I recently read Poets in Their Youth, by Eileen Simpson. Now I’ve taken to doubting my every turn. Am I a lout? A drag on my partner’s freedom and happiness? Am I going to drink myself into a coronary or into some sort of baking mishap? Is there anyway I can pretend that I won’t die cold and alone?

Ash Ponders

Dear Ash,

From your note it’s hard to tell whether you’re a poet or a poet’s main squeeze. Those are both high-pressure jobs and generally conducive to drinking. But take heart. For whatever reason, poets today—even good ones—are much less likely to walk in front of a car, or gas themselves, or even destroy their livers than poets fifty years ago. This makes them easier to live with, I imagine. (How could it not?)
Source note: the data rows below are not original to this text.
//! Storage abstraction layer
//!
//! Provides a unified container/blob interface over S3 and the local
//! filesystem. Backends report failures as [`Error::Backend`](crate::Error)
//! carrying the native code and message.

use std::sync::Arc;

use async_trait::async_trait;
use tokio::io::{AsyncRead, AsyncWrite};

use crate::types::{AccountCredentials, BlobEntry, DeleteOptions, DownloadOptions};
use crate::{Error, Result};

pub mod local;
pub mod s3;

/// Readable source handed to uploads. Owned by the caller.
pub type BlobSource<'a> = &'a mut (dyn AsyncRead + Unpin + Send);

/// Writable sink handed to downloads. Owned by the caller.
pub type BlobSink<'a> = &'a mut (dyn AsyncWrite + Unpin + Send);

/// Native primitives of a container/blob store
#[async_trait]
pub trait BlobBackend: Send + Sync {
    /// Short backend name used in logs
    fn name(&self) -> &'static str;

    /// Create the container unless it already exists.
    ///
    /// Returns `true` if the container was created by this call.
    async fn create_container_if_not_exists(&self, container: &str) -> Result<bool>;

    /// Delete the container and every blob in it, if it exists.
    ///
    /// Returns `true` if a container was deleted, `false` if there was none.
    async fn delete_container_if_exists(&self, container: &str) -> Result<bool>;

    /// List every blob in the container
    async fn list_blobs(&self, container: &str) -> Result<Vec<BlobEntry>>;

    /// Write `size_bytes` bytes from `source` as a blob, replacing any
    /// previous blob of the same name
    async fn put_blob(
        &self,
        container: &str,
        blob: &str,
        source: BlobSource<'_>,
        size_bytes: u64,
    ) -> Result<()>;

    /// Stream a blob into `dest`, returning the number of bytes written.
    ///
    /// A range whose end precedes its start is ignored and the whole blob is
    /// returned; a range starting at or past the end fails with `InvalidRange`.
    async fn get_blob(
        &self,
        container: &str,
        blob: &str,
        dest: BlobSink<'_>,
        options: &DownloadOptions,
    ) -> Result<u64>;

    /// Delete an existing blob; a missing blob is an error
    async fn delete_blob(&self, container: &str, blob: &str, options: &DeleteOptions)
        -> Result<()>;
}

/// Error for an upload whose stream length differs from the declared size.
///
/// `read` is the number of bytes actually read, capped at one past `declared`.
pub(crate) fn length_mismatch(declared: u64, read: u64) -> Error {
    let qualifier = if read > declared { " of at least" } else { "" };
    Error::backend_code(
        "InvalidContentLength",
        format!(
            "declared size {} does not match stream length{} {}",
            declared, qualifier, read
        ),
    )
}

/// Backend selection
#[derive(Debug, Clone)]
pub enum BackendConfig {
    S3 {
        region: String,
        endpoint: Option<String>,
        force_path_style: bool,
        operation_timeout_secs: Option<u64>,
    },
    Local {
        root_path: String,
    },
}

impl Default for BackendConfig {
    fn default() -> Self {
        BackendConfig::S3 {
            region: s3::DEFAULT_REGION.to_string(),
            endpoint: None,
            force_path_style: false,
            operation_timeout_secs: None,
        }
    }
}

/// Create a backend bound to `credentials`.
///
/// Never touches the network: clients connect lazily on first request.
pub fn create_backend(
    credentials: &AccountCredentials,
    config: &BackendConfig,
) -> Result<Arc<dyn BlobBackend>> {
    match config {
        BackendConfig::S3 {
            region,
            endpoint,
            force_path_style,
            operation_timeout_secs,
        } => {
            let settings = s3::S3Settings {
                region: region.clone(),
                endpoint: endpoint.clone(),
                force_path_style: *force_path_style,
                operation_timeout_secs: *operation_timeout_secs,
            };
            let backend = s3::S3Backend::new(credentials, settings)?;
            Ok(Arc::new(backend))
        }
        BackendConfig::Local { root_path } => {
            let backend = local::LocalBackend::new(root_path);
            Ok(Arc::new(backend))
        }
    }
}

#[cfg(test)]
mod tests {
    use super::*;

    #[test]
    fn length_mismatch_reports_both_sizes() {
        let err = length_mismatch(100, 12);
        assert_eq!(err.code(), Some("InvalidContentLength"));
        assert!(err.to_string().contains("declared size 100 does not match stream length 12"));

        let err = length_mismatch(5, 6);
        assert!(err.to_string().contains("stream length of at least 6"));
    }
}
Like, perhaps, more than a few of your readers, I am an anxious person. This anxiety manifests itself in a number of ways, but one of the most taxing is when it renders me extremely irritable. Feeling overwhelmed by a cornucopia of small tasks, I sometimes experience an actual skin-crawling physical discomfort as I attempt to slog through them—it’s nails-on-a-chalkboard all over if someone tries to talk to me or sends me an e-mail or if I even glance at any of my open tabs in Chrome. I have the feeling that reading should help—but all those tiny words on a page! It just makes me feel even more agitated. Do you have any particularly soothing books you could recommend? The book equivalent of a warm bath? (Obviously one can’t take a warm bath at work. Or at least not at mine.)

Tim

First, turn off your computer. You could have the calm of a lama, and you still wouldn’t be able to read a book and keep an eye on your e-mail. It can’t be done.

Now, are you able to sneak out of the office? If so, head to the nearest library. Really. In my last job I used to take the subway up to the Forty-second Street library whenever I could. One day I got busted by my editor-in-chief. He was doing the exact same thing.
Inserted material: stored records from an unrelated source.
//! Storage adapter
//!
//! [`StorageAdapter`] is bound to one account and exposes exactly six
//! container/blob operations. Every operation goes through the same
//! translation: a backend error is returned to the caller unchanged, and a
//! backend success becomes an [`OperationResult`] with status `SUCCESS`
//! (plus `num_entries` for listings).

use std::fmt;
use std::sync::Arc;

use tokio::io::{AsyncRead, AsyncWrite};
use tracing::instrument;

use crate::storage::{create_backend, BackendConfig, BlobBackend};
use crate::types::{AccountCredentials, DeleteOptions, DownloadOptions, OperationResult};
use crate::Result;

/// Handle bound to a single storage account
#[derive(Clone)]
pub struct StorageAdapter {
    credentials: AccountCredentials,
    backend: Arc<dyn BlobBackend>,
}

impl StorageAdapter {
    /// Bind to an S3 account with default client settings.
    ///
    /// Fails with [`Error::Configuration`](crate::Error::Configuration) if
    /// either value is empty. No request is made until the first operation.
    pub fn bind(account: impl Into<String>, access_key: impl Into<String>) -> Result<Self> {
        Self::bind_with(account, access_key, &BackendConfig::default())
    }

    /// Bind to an account on the backend selected by `config`.
    pub fn bind_with(
        account: impl Into<String>,
        access_key: impl Into<String>,
        config: &BackendConfig,
    ) -> Result<Self> {
        let credentials = AccountCredentials::new(account, access_key)?;
        let backend = create_backend(&credentials, config)?;
        Ok(Self::with_backend(credentials, backend))
    }

    /// Wrap an already constructed backend.
    pub fn with_backend(credentials: AccountCredentials, backend: Arc<dyn BlobBackend>) -> Self {
        tracing::debug!(
            account = credentials.account(),
            backend = backend.name(),
            "Bound storage adapter"
        );
        Self {
            credentials,
            backend,
        }
    }

    pub fn account(&self) -> &str {
        self.credentials.account()
    }

    /// Make sure the container exists, creating it if needed.
    #[instrument(skip(self), fields(backend = self.backend.name()))]
    pub async fn ensure_container(&self, name: &str) -> Result<OperationResult> {
        let outcome = self.backend.create_container_if_not_exists(name).await;
        translate("ensure_container", outcome, |created| {
            tracing::debug!(created, "Container ready");
            OperationResult::success()
        })
    }

    /// Count the blobs currently in `container`.
    #[instrument(skip(self), fields(backend = self.backend.name()))]
    pub async fn list_blobs(&self, container: &str) -> Result<OperationResult> {
        let outcome = self.backend.list_blobs(container).await;
        translate("list_blobs", outcome, |entries| {
            OperationResult::listed(entries.len())
        })
    }

    /// Upload `size_bytes` bytes read from `source` as `blob`.
    ///
    /// The source stays open; releasing it is up to the caller on both the
    /// success and the error path.
    #[instrument(skip(self, source), fields(backend = self.backend.name()))]
    pub async fn upload_blob<R>(
        &self,
        container: &str,
        blob: &str,
        source: &mut R,
        size_bytes: u64,
    ) -> Result<OperationResult>
    where
        R: AsyncRead + Unpin + Send,
    {
        let outcome = self
            .backend
            .put_blob(container, blob, source, size_bytes)
            .await;
        translate("upload_blob", outcome, |()| OperationResult::success())
    }

    /// Download `blob` into `dest`. The sink is flushed but not shut down.
    #[instrument(skip(self, dest), fields(backend = self.backend.name()))]
    pub async fn download_blob<W>(
        &self,
        container: &str,
        blob: &str,
        dest: &mut W,
        options: Option<&DownloadOptions>,
    ) -> Result<OperationResult>
    where
        W: AsyncWrite + Unpin + Send,
    {
        let defaults = DownloadOptions::default();
        let options = options.unwrap_or(&defaults);
        let outcome = self.backend.get_blob(container, blob, dest, options).await;
        translate("download_blob", outcome, |bytes| {
            tracing::debug!(bytes, "Blob downloaded");
            OperationResult::success()
        })
    }

    /// Delete an existing blob.
    #[instrument(skip(self), fields(backend = self.backend.name()))]
    pub async fn delete_blob(
        &self,
        container: &str,
        blob: &str,
        options: Option<&DeleteOptions>,
    ) -> Result<OperationResult> {
        let defaults = DeleteOptions::default();
        let options = options.unwrap_or(&defaults);
        let outcome = self.backend.delete_blob(container, blob, options).await;
        translate("delete_blob", outcome, |()| OperationResult::success())
    }

    /// Delete the container, succeeding as well when it does not exist.
    #[instrument(skip(self), fields(backend = self.backend.name()))]
    pub async fn delete_container_if_exists(&self, container: &str) -> Result<OperationResult> {
        let outcome = self.backend.delete_container_if_exists(container).await;
        translate("delete_container_if_exists", outcome, |deleted| {
            tracing::debug!(deleted, "Container gone");
            OperationResult::success()
        })
    }
}

impl fmt::Debug for StorageAdapter {
    fn fmt(&self, f: &mut fmt::Formatter<'_>) -> fmt::Result {
        f.debug_struct("StorageAdapter")
            .field("credentials", &self.credentials)
            .field("backend", &self.backend.name())
            .finish()
    }
}

/// Turn a backend outcome into the adapter's result shape.
fn translate<T>(
    operation: &'static str,
    outcome: Result<T>,
    on_success: impl FnOnce(T) -> OperationResult,
) -> Result<OperationResult> {
    match outcome {
        Ok(value) => {
            let result = on_success(value);
            tracing::debug!(operation, ?result, "Operation succeeded");
            Ok(result)
        }
        Err(err) => {
            tracing::warn!(operation, error = %err, "Operation failed");
            Err(err)
        }
    }
}

#[cfg(test)]
mod tests {
    use super::*;
    use crate::storage::{BlobSink, BlobSource};
    use crate::types::{BlobEntry, ResultStatus};
    use crate::Error;
    use async_trait::async_trait;
    use std::sync::Mutex;

    /// Backend that records calls and replays canned answers
    #[derive(Default)]
    struct ScriptedBackend {
        calls: Mutex<Vec<String>>,
        fail_with: Option<&'static str>,
        entries: usize,
    }

    impl ScriptedBackend {
        fn failing(code: &'static str) -> Self {
            Self {
                fail_with: Some(code),
                ..Self::default()
            }
        }

        fn record(&self, call: String) -> Result<()> {
            self.calls.lock().unwrap().push(call);
            match self.fail_with {
                Some(code) => Err(Error::backend_code(code, "scripted failure")),
                None => Ok(()),
            }
        }
    }

    #[async_trait]
    impl BlobBackend for ScriptedBackend {
        fn name(&self) -> &'static str {
            "scripted"
        }

        async fn create_container_if_not_exists(&self, container: &str) -> Result<bool> {
            self.record(format!("create {container}"))?;
            Ok(true)
        }

        async fn delete_container_if_exists(&self, container: &str) -> Result<bool> {
            self.record(format!("drop {container}"))?;
            Ok(false)
        }

        async fn list_blobs(&self, container: &str) -> Result<Vec<BlobEntry>> {
            self.record(format!("list {container}"))?;
            Ok((0..self.entries)
                .map(|i| BlobEntry {
                    name: format!("blob-{i}"),
                    size: 0,
                })
                .collect())
        }

        async fn put_blob(
            &self,
            container: &str,
            blob: &str,
            _source: BlobSource<'_>,
            size_bytes: u64,
        ) -> Result<()> {
            self.record(format!("put {container}/{blob} {size_bytes}"))
        }

        async fn get_blob(
            &self,
            container: &str,
            blob: &str,
            _dest: BlobSink<'_>,
            options: &DownloadOptions,
        ) -> Result<u64> {
            self.record(format!("get {container}/{blob} {:?}", options.range))?;
            Ok(0)
        }

        async fn delete_blob(
            &self,
            container: &str,
            blob: &str,
            options: &DeleteOptions,
        ) -> Result<()> {
            self.record(format!("delete {container}/{blob} {:?}", options.version_id))
        }
    }

    fn adapter(backend: Arc<ScriptedBackend>) -> StorageAdapter {
        let credentials = AccountCredentials::new("account", "key").unwrap();
        StorageAdapter::with_backend(credentials, backend)
    }

    #[test]
    fn bind_rejects_empty_credentials() {
        assert!(matches!(
            StorageAdapter::bind("", "key"),
            Err(Error::Configuration(_))
        ));
        assert!(matches!(
            StorageAdapter::bind("account", ""),
            Err(Error::Configuration(_))
        ));
    }

    #[tokio::test]
    async fn bind_is_lazy() {
        let adapter = StorageAdapter::bind("account", "key").unwrap();
        assert_eq!(adapter.account(), "account");
        assert!(!format!("{adapter:?}").contains("\"key\""));
    }

    #[tokio::test]
    async fn success_results_only_count_on_list() {
        let backend = Arc::new(ScriptedBackend {
            entries: 4,
            ..ScriptedBackend::default()
        });
        let adapter = adapter(backend.clone());

        let result = adapter.ensure_container("c").await.unwrap();
        assert_eq!(result, OperationResult::success());

        let result = adapter.list_blobs("c").await.unwrap();
        assert_eq!(result.status, ResultStatus::Success);
        assert_eq!(result.num_entries, Some(4));

        let mut source: &[u8] = b"data";
        let result = adapter.upload_blob("c", "b", &mut source, 4).await.unwrap();
        assert_eq!(result.num_entries, None);

        let mut sink = Vec::new();
        let result = adapter
            .download_blob("c", "b", &mut sink, None)
            .await
            .unwrap();
        assert!(result.is_success());

        let options = DeleteOptions {
            version_id: Some("v1".to_string()),
        };
        adapter.delete_blob("c", "b", Some(&options)).await.unwrap();
        adapter.delete_container_if_exists("c").await.unwrap();

        let calls = backend.calls.lock().unwrap().clone();
        assert_eq!(
            calls,
            vec![
                "create c",
                "list c",
                "put c/b 4",
                "get c/b None",
                "delete c/b Some(\"v1\")",
                "drop c",
            ]
        );
    }

    #[tokio::test]
    async fn backend_errors_propagate_unchanged() {
        let adapter = adapter(Arc::new(ScriptedBackend::failing("AuthorizationFailure")));

        let err = adapter.ensure_container("c").await.unwrap_err();
        assert_eq!(err.code(), Some("AuthorizationFailure"));

        let err = adapter.list_blobs("c").await.unwrap_err();
        assert!(matches!(err, Error::Backend { .. }));

        let mut sink = Vec::new();
        let err = adapter
            .download_blob("c", "b", &mut sink, None)
            .await
            .unwrap_err();
        assert_eq!(err.code(), Some("AuthorizationFailure"));

        let err = adapter.delete_container_if_exists("c").await.unwrap_err();
        assert_eq!(err.code(), Some("AuthorizationFailure"));
    }
}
If you can’t leave your desk, then close your door. If you can’t close your door, try earplugs or noise-canceling headphones.

Readers of this column know my opinion of the Jeeves books. They are gratinee for the soul. Kids’ books lower my blood pressure, too: Roald Dahl, Narnia, E. Nesbit’s Complete Book of Dragons. My grandfather, in his long final illness, swore by Trollope.

But I wonder whether you may want to read one or two good books that speak directly to your condition: Tim Parks’s memoir Teach Us to Sit Still or Sarah Manguso’s The Guardians: An Elegy. Both writers suffered, at different times, from a “skin-crawling physical discomfort” that made reading (and all sorts of other things) unbearable. Both books are pithy and engaging, to say the least. Daniel Smith’s Monkey Mind: A Memoir of Anxiety won’t come out till July, but in the meantime, he has a Web site “about living with anxiety.” I commend it to your attention.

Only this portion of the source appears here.